» Task statement: Copy each line from the listing below where the word "adapters" shows up.

» Recorded information:
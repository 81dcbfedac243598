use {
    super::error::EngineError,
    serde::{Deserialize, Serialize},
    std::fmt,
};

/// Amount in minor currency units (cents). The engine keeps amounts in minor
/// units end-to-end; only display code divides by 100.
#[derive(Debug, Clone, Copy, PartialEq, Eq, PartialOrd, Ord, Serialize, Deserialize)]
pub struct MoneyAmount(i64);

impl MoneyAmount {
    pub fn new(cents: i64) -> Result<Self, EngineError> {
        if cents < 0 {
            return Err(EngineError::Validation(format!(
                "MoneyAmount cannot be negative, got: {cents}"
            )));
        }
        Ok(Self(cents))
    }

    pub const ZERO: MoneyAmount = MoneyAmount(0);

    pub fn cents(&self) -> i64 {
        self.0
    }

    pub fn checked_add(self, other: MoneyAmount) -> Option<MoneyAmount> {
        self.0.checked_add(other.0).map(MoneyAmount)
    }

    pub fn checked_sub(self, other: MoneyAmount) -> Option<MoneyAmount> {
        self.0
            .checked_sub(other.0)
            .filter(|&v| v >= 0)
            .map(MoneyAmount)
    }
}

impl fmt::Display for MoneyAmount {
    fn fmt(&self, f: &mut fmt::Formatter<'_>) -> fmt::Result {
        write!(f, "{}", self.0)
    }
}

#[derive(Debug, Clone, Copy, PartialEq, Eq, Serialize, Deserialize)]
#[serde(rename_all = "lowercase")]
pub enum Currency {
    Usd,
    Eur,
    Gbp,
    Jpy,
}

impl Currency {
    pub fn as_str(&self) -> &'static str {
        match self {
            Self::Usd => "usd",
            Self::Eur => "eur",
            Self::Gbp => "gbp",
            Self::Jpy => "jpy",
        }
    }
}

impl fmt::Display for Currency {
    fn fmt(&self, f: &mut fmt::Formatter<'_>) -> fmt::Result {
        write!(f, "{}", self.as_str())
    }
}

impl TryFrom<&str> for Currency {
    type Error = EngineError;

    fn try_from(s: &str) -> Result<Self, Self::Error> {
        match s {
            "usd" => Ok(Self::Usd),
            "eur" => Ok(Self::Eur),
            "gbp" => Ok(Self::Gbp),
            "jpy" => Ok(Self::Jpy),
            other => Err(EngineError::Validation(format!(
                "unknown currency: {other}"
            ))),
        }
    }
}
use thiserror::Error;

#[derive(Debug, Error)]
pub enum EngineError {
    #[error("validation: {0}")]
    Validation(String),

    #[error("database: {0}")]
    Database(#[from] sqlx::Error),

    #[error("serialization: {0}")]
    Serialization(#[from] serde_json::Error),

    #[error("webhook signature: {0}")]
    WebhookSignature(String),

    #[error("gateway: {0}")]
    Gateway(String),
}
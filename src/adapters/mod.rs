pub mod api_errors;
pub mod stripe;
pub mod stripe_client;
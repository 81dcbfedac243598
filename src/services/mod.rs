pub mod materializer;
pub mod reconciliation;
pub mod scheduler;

==

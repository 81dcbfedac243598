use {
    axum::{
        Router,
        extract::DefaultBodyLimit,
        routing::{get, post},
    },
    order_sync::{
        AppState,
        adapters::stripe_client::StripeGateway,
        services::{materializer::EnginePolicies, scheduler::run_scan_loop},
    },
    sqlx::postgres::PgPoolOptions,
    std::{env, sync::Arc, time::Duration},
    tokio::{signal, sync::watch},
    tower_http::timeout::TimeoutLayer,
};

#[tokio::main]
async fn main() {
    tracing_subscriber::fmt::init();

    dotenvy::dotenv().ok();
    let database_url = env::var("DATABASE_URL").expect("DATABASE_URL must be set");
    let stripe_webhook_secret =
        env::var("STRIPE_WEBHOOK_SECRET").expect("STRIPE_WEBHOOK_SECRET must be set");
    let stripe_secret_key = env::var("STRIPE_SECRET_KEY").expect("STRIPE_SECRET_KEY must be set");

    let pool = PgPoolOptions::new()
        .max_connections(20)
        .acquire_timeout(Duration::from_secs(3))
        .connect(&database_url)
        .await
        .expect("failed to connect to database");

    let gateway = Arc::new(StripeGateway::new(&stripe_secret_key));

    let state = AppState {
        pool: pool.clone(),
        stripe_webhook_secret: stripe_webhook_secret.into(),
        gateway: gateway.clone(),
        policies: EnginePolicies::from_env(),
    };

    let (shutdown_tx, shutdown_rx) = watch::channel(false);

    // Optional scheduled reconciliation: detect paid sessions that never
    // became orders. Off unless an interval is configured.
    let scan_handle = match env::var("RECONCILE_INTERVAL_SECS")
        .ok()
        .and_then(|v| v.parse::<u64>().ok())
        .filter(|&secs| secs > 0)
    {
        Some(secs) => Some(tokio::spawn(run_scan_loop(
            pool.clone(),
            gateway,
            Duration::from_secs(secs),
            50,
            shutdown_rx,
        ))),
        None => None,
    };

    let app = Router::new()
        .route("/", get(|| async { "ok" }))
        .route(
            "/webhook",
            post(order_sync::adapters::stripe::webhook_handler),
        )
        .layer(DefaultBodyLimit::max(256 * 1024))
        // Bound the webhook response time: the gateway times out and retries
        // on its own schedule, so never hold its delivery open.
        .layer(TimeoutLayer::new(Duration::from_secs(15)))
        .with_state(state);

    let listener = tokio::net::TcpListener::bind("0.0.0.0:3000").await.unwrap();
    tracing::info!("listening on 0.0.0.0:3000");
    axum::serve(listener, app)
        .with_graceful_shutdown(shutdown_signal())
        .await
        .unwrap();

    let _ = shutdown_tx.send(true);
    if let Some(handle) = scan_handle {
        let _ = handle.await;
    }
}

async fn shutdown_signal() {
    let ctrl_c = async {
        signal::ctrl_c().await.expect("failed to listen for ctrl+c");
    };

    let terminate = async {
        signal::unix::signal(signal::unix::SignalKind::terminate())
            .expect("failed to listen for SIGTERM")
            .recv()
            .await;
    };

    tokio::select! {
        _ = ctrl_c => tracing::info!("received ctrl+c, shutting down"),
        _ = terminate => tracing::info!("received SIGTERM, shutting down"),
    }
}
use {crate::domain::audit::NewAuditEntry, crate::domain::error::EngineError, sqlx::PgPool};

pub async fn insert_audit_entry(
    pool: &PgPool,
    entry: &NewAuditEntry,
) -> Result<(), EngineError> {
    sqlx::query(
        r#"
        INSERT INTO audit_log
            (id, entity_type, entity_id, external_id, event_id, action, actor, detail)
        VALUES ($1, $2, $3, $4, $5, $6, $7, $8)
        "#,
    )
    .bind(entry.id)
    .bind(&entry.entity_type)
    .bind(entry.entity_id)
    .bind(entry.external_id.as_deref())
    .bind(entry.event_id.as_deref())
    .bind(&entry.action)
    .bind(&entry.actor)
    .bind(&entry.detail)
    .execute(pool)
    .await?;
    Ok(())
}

» Expected answer:
filename src/adapters/mod.rs
        adapters::stripe_client::StripeGateway,
            post(order_sync::adapters::stripe::webhook_handler),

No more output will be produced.